NEW RELEASE: Maps and Memes offers a critical introduction to Canadian cartography and counter-mapping in indigenous, legal, and educational contexts. Exploring alternative conceptualizations of maps and mapmaking, the book theorizes the potentially creative and therapeutic uses of maps for indigenous healing from the legacies of residential schools and colonial dispossession.
In this special guest post, author Gwilym Lucas Eades introduces the idea of place-memes and its relevance to indigenous communities.
Humans have always made maps. Travelling to work each day, heading home for the holidays, or just going out for a stroll, all involve ancient mapping structures. Our maps are our dreams too when we make plans or figure out ways to get to where we want to be in life far in the future (or just for today). Maps and Memes explores how these themes relate to what it means to be indigenous in Canada.
Many indigenous place-names are ancient, from before living memory, and are a fact of life in Canada, with some of our best-known toponyms derived from aboriginal language (including our capital city). Less well-known to most people are the names that have always been there, spread out across the land, a living density of reference, meaning, and intergenerational knowledge that links up routes, places, and areas of interaction between humans, other animals, and their environments.
It was deceptively simple to come up with the idea of the place-meme. The components for the concept were partly there in writers whose books I admire including Keith Basso’s Wisdom Sits in Places (University of New Mexico Press) and Thomas F. Thornton’s Being and Place Among the Tlingit (University of Washington Press). These authors speak of the intergenerational nature of structures of place and space, of how place-based information is handed down in the form of stories and performed journeys from elders to youth over long periods of time. On the other hand, the place-meme combines complex ideas about evolution, geographic information, and indigenous knowledge that are not immediately obvious.
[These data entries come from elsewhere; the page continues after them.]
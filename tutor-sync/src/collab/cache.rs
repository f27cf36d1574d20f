//! Durable snapshot cache.
//!
//! Column families:
//! - `snapshots`: latest whiteboard / code / media blob per session (LZ4)
//! - `metadata` : sizes and write time per entry (bincode)
//!
//! Keys are `<session_id:8 bytes big-endian><slot:1 byte>`, so every slot of
//! one session sits next to the others.

use rocksdb::{
    BlockBasedOptions, Cache, ColumnFamilyDescriptor, DBCompressionType, DBWithThreadMode, IteratorMode, Options,
    SingleThreaded, WriteBatch, WriteOptions,
};
use serde::de::DeserializeOwned;
use serde::{Deserialize, Serialize};
use std::collections::HashMap;
use std::path::PathBuf;
use std::sync::RwLock;

use crate::error::{Result, SyncError};
use crate::protocol::SessionId;

const CF_SNAPSHOTS: &str = "snapshots";
const CF_METADATA: &str = "metadata";
const COLUMN_FAMILIES: &[&str] = &[CF_SNAPSHOTS, CF_METADATA];

/// What a cache entry holds.
#[derive(Debug, Clone, Copy, PartialEq, Eq, Hash, Serialize, Deserialize)]
pub enum CacheSlot {
    Whiteboard,
    Code,
    /// Mute / camera preferences.
    Media,
}

impl CacheSlot {
    fn tag(self) -> u8 {
        match self {
            CacheSlot::Whiteboard => 1,
            CacheSlot::Code => 2,
            CacheSlot::Media => 3,
        }
    }
}

/// Snapshot storage keyed by session and slot.
pub trait SnapshotCache: Send + Sync {
    fn load(&self, session: SessionId, slot: CacheSlot) -> Result<Option<Vec<u8>>>;

    fn store(&self, session: SessionId, slot: CacheSlot, bytes: &[u8]) -> Result<()>;

    fn evict(&self, session: SessionId, slot: CacheSlot) -> Result<()>;
}

/// Read a JSON entry. A corrupt entry reads as absent.
pub fn load_json<T: DeserializeOwned>(cache: &dyn SnapshotCache, session: SessionId, slot: CacheSlot) -> Result<Option<T>> {
    let Some(bytes) = cache.load(session, slot)? else {
        return Ok(None);
    };
    match serde_json::from_slice(&bytes) {
        Ok(value) => Ok(Some(value)),
        Err(e) => {
            log::warn!("Ignoring unreadable {slot:?} cache entry for session {session}: {e}");
            Ok(None)
        }
    }
}

pub fn store_json<T: Serialize>(cache: &dyn SnapshotCache, session: SessionId, slot: CacheSlot, value: &T) -> Result<()> {
    let bytes = serde_json::to_vec(value)?;
    cache.store(session, slot, &bytes)
}

// ─── In-memory ───────────────────────────────────────────────────────

/// Process-local cache for tests and clients without a cache directory.
#[derive(Default)]
pub struct MemorySnapshotCache {
    entries: RwLock<HashMap<(SessionId, CacheSlot), Vec<u8>>>,
}

impl MemorySnapshotCache {
    pub fn new() -> Self {
        Self::default()
    }

    pub fn len(&self) -> usize {
        self.entries.read().map(|e| e.len()).unwrap_or(0)
    }

    pub fn is_empty(&self) -> bool {
        self.len() == 0
    }
}

impl SnapshotCache for MemorySnapshotCache {
    fn load(&self, session: SessionId, slot: CacheSlot) -> Result<Option<Vec<u8>>> {
        let entries = self.entries.read().map_err(|_| SyncError::Cache("cache lock poisoned".into()))?;
        Ok(entries.get(&(session, slot)).cloned())
    }

    fn store(&self, session: SessionId, slot: CacheSlot, bytes: &[u8]) -> Result<()> {
        let mut entries = self.entries.write().map_err(|_| SyncError::Cache("cache lock poisoned".into()))?;
        entries.insert((session, slot), bytes.to_vec());
        Ok(())
    }

    fn evict(&self, session: SessionId, slot: CacheSlot) -> Result<()> {
        let mut entries = self.entries.write().map_err(|_| SyncError::Cache("cache lock poisoned".into()))?;
        entries.remove(&(session, slot));
        Ok(())
    }
}

// ─── RocksDB ─────────────────────────────────────────────────────────

#[derive(Debug, Clone)]
pub struct CacheConfig {
    /// Database directory
    pub path: PathBuf,
    /// Block cache size in bytes (default: 32MB)
    pub block_cache_size: usize,
    /// fsync every write (default: false)
    pub sync_writes: bool,
    /// Max open files (default: 128)
    pub max_open_files: i32,
}

impl CacheConfig {
    pub fn new(path: impl Into<PathBuf>) -> Self {
        Self {
            path: path.into(),
            block_cache_size: 32 * 1024 * 1024,
            sync_writes: false,
            max_open_files: 128,
        }
    }

    /// Small caches for tests.
    pub fn for_testing(path: impl Into<PathBuf>) -> Self {
        Self {
            block_cache_size: 4 * 1024 * 1024,
            max_open_files: 32,
            ..Self::new(path)
        }
    }
}

/// Bookkeeping stored beside each snapshot.
#[derive(Debug, Clone, PartialEq, Eq, Serialize, Deserialize)]
pub struct EntryMetadata {
    pub session_id: SessionId,
    pub slot: CacheSlot,
    pub raw_size: u64,
    pub compressed_size: u64,
    /// Unix seconds
    pub updated_at: i64,
}

impl EntryMetadata {
    fn encode(&self) -> Result<Vec<u8>> {
        bincode::serde::encode_to_vec(self, bincode::config::standard()).map_err(|e| SyncError::Cache(e.to_string()))
    }

    fn decode(bytes: &[u8]) -> Result<Self> {
        let (meta, _) = bincode::serde::decode_from_slice(bytes, bincode::config::standard())
            .map_err(|e| SyncError::Cache(e.to_string()))?;
        Ok(meta)
    }
}

pub struct RocksSnapshotCache {
    db: DBWithThreadMode<SingleThreaded>,
    config: CacheConfig,
}

impl RocksSnapshotCache {
    /// Open (or create) the cache at `config.path`.
    pub fn open(config: CacheConfig) -> Result<Self> {
        let mut db_opts = Options::default();
        db_opts.create_if_missing(true);
        db_opts.create_missing_column_families(true);
        db_opts.set_max_open_files(config.max_open_files);
        db_opts.set_keep_log_file_num(3);

        let descriptors: Vec<ColumnFamilyDescriptor> = COLUMN_FAMILIES
            .iter()
            .map(|name| ColumnFamilyDescriptor::new(*name, Self::cf_options(&config)))
            .collect();

        let db = DBWithThreadMode::<SingleThreaded>::open_cf_descriptors(&db_opts, &config.path, descriptors)?;
        log::debug!("Snapshot cache opened at {}", config.path.display());
        Ok(Self { db, config })
    }

    fn cf_options(config: &CacheConfig) -> Options {
        let mut opts = Options::default();
        let mut block_opts = BlockBasedOptions::default();
        let cache = Cache::new_lru_cache(config.block_cache_size);
        block_opts.set_block_cache(&cache);
        opts.set_block_based_table_factory(&block_opts);
        // Values are already LZ4 framed.
        opts.set_compression_type(DBCompressionType::None);
        opts.optimize_for_point_lookup(config.block_cache_size as u64);
        opts
    }

    pub fn path(&self) -> &std::path::Path {
        &self.config.path
    }

    pub fn metadata(&self, session: SessionId, slot: CacheSlot) -> Result<Option<EntryMetadata>> {
        let cf = self.cf(CF_METADATA)?;
        match self.db.get_cf(cf, Self::key(session, slot))? {
            Some(bytes) => Ok(Some(EntryMetadata::decode(&bytes)?)),
            None => Ok(None),
        }
    }

    /// Sessions with at least one cached entry, ascending.
    pub fn sessions(&self) -> Result<Vec<SessionId>> {
        let cf = self.cf(CF_METADATA)?;
        let mut sessions = Vec::new();
        for item in self.db.iterator_cf(cf, IteratorMode::Start) {
            let (key, _) = item?;
            if key.len() != 9 {
                continue;
            }
            let mut buf = [0u8; 8];
            buf.copy_from_slice(&key[..8]);
            let session = u64::from_be_bytes(buf);
            if sessions.last() != Some(&session) {
                sessions.push(session);
            }
        }
        Ok(sessions)
    }

    fn cf(&self, name: &str) -> Result<&rocksdb::ColumnFamily> {
        self.db
            .cf_handle(name)
            .ok_or_else(|| SyncError::Cache(format!("column family '{name}' not found")))
    }

    fn key(session: SessionId, slot: CacheSlot) -> [u8; 9] {
        let mut key = [0u8; 9];
        key[..8].copy_from_slice(&session.to_be_bytes());
        key[8] = slot.tag();
        key
    }

    fn write_options(&self) -> WriteOptions {
        let mut opts = WriteOptions::default();
        opts.set_sync(self.config.sync_writes);
        opts
    }
}

impl SnapshotCache for RocksSnapshotCache {
    fn load(&self, session: SessionId, slot: CacheSlot) -> Result<Option<Vec<u8>>> {
        let cf = self.cf(CF_SNAPSHOTS)?;
        match self.db.get_cf(cf, Self::key(session, slot))? {
            Some(compressed) => lz4_flex::decompress_size_prepended(&compressed)
                .map(Some)
                .map_err(|e| SyncError::Cache(e.to_string())),
            None => Ok(None),
        }
    }

    fn store(&self, session: SessionId, slot: CacheSlot, bytes: &[u8]) -> Result<()> {
        let cf_snapshots = self.cf(CF_SNAPSHOTS)?;
        let cf_meta = self.cf(CF_METADATA)?;

        let compressed = lz4_flex::compress_prepend_size(bytes);
        let meta = EntryMetadata {
            session_id: session,
            slot,
            raw_size: bytes.len() as u64,
            compressed_size: compressed.len() as u64,
            updated_at: chrono::Utc::now().timestamp(),
        };

        let key = Self::key(session, slot);
        let mut batch = WriteBatch::default();
        batch.put_cf(cf_snapshots, key, &compressed);
        batch.put_cf(cf_meta, key, meta.encode()?);
        self.db.write_opt(batch, &self.write_options())?;
        Ok(())
    }

    fn evict(&self, session: SessionId, slot: CacheSlot) -> Result<()> {
        let cf_snapshots = self.cf(CF_SNAPSHOTS)?;
        let cf_meta = self.cf(CF_METADATA)?;
        let key = Self::key(session, slot);
        let mut batch = WriteBatch::default();
        batch.delete_cf(cf_snapshots, key);
        batch.delete_cf(cf_meta, key);
        self.db.write_opt(batch, &self.write_options())?;
        Ok(())
    }
}

#[cfg(test)]
mod tests {
    use super::*;
    use crate::protocol::CodeWorkspace;

    fn open_temp() -> (tempfile::TempDir, RocksSnapshotCache) {
        let dir = tempfile::tempdir().unwrap();
        let cache = RocksSnapshotCache::open(CacheConfig::for_testing(dir.path().join("cache"))).unwrap();
        (dir, cache)
    }

    #[test]
    fn test_rocks_store_load() {
        let (_dir, cache) = open_temp();
        let payload = br#"{"elements":[],"appState":{}}"#.repeat(50);
        cache.store(7, CacheSlot::Whiteboard, &payload).unwrap();

        assert_eq!(cache.load(7, CacheSlot::Whiteboard).unwrap().unwrap(), payload);
        assert!(cache.load(7, CacheSlot::Code).unwrap().is_none());
        assert!(cache.load(8, CacheSlot::Whiteboard).unwrap().is_none());

        let meta = cache.metadata(7, CacheSlot::Whiteboard).unwrap().unwrap();
        assert_eq!(meta.raw_size, payload.len() as u64);
        assert!(meta.compressed_size < meta.raw_size);
    }

    #[test]
    fn test_rocks_evict() {
        let (_dir, cache) = open_temp();
        cache.store(3, CacheSlot::Code, b"{}").unwrap();
        cache.evict(3, CacheSlot::Code).unwrap();
        assert!(cache.load(3, CacheSlot::Code).unwrap().is_none());
        assert!(cache.metadata(3, CacheSlot::Code).unwrap().is_none());
    }

    #[test]
    fn test_rocks_survives_reopen() {
        let dir = tempfile::tempdir().unwrap();
        let path = dir.path().join("cache");
        {
            let cache = RocksSnapshotCache::open(CacheConfig::for_testing(&path)).unwrap();
            store_json(&cache, 11, CacheSlot::Code, &CodeWorkspace::starter()).unwrap();
            cache.store(2, CacheSlot::Media, b"{}").unwrap();
        }
        let cache = RocksSnapshotCache::open(CacheConfig::for_testing(&path)).unwrap();
        let restored: CodeWorkspace = load_json(&cache, 11, CacheSlot::Code).unwrap().unwrap();
        assert_eq!(restored, CodeWorkspace::starter());
        assert_eq!(cache.sessions().unwrap(), vec![2, 11]);
    }

    #[test]
    fn test_memory_cache() {
        let cache = MemorySnapshotCache::new();
        assert!(cache.is_empty());
        cache.store(1, CacheSlot::Whiteboard, b"a").unwrap();
        cache.store(1, CacheSlot::Whiteboard, b"b").unwrap();
        assert_eq!(cache.load(1, CacheSlot::Whiteboard).unwrap().unwrap(), b"b");
        assert_eq!(cache.len(), 1);
        cache.evict(1, CacheSlot::Whiteboard).unwrap();
        assert!(cache.is_empty());
    }

    #[test]
    fn test_corrupt_json_reads_as_absent() {
        let cache = MemorySnapshotCache::new();
        cache.store(1, CacheSlot::Code, b"not json").unwrap();
        let loaded: Option<CodeWorkspace> = load_json(&cache, 1, CacheSlot::Code).unwrap();
        assert!(loaded.is_none());
    }
}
Place-memes are more than (named) places. They are meaningful, linked, sets of places with rich information attached in the form of stories, maps, names, and images that are handed down through time. Think of a route that is planned in advance, plotted on a map with a line connecting the start and end points of the journey. Imagine the difference between seeing such map for the first time without ever having physically traversed the route, and compare this to the experience of having gone somewhere before. How much more meaningful information we have in our brains (and our bodies) after the fact of arrival at the destination! Now imagine knowing a route so well that you can make the journey without any written map, and can describe in detail each nook and cranny of the path, including what plants grow there, and the kinds of birds or animal one will see along the way, in exquisite detail.
This is what indigenous place-naming, mapping, storytelling, and, indeed, Maps and Memes are all about. Our most important maps are already there, embodied in ancestral recounting of spatial structures performed by bodies, brains, and feet.
There is a risk that place-based knowledge of, for example, Cree and Inuit elders will be lost if language embodied through life on the land and its meaningful referents pass away without youthful performance of place-memes. I was lucky to be included in commemorative activities in northern Quebec including kaachewaapechuu (going offshore) in Wemindji Quebec. I experienced first-hand the healing power of returning to the land, travelling with children, youth, and elders on a three day walk back to an old village site where ancestors lived on James Bay.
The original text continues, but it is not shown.